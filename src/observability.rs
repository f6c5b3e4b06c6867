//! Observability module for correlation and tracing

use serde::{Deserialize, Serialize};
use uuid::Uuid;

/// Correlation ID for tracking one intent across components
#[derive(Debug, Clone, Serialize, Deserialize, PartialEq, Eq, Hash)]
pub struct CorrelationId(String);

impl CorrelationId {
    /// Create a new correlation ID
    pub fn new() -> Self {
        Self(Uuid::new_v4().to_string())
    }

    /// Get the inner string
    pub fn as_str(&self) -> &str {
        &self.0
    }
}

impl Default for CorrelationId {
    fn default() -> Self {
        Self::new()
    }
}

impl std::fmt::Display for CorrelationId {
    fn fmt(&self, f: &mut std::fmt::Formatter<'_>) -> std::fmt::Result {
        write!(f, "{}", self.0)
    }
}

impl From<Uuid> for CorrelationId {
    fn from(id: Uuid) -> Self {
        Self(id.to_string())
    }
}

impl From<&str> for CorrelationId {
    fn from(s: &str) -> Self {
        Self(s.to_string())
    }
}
──────────
__The problem__: From the line containing "impl Default for" through the last line of the entries above, print every line exactly, including both ends, and nothing else.

__Output below__:
impl Default for CorrelationId {
    fn default() -> Self {
        Self::new()
    }
}

impl std::fmt::Display for CorrelationId {
    fn fmt(&self, f: &mut std::fmt::Formatter<'_>) -> std::fmt::Result {
        write!(f, "{}", self.0)
    }
}

impl From<Uuid> for CorrelationId {
    fn from(id: Uuid) -> Self {
        Self(id.to_string())
    }
}

impl From<&str> for CorrelationId {
    fn from(s: &str) -> Self {
        Self(s.to_string())
    }
}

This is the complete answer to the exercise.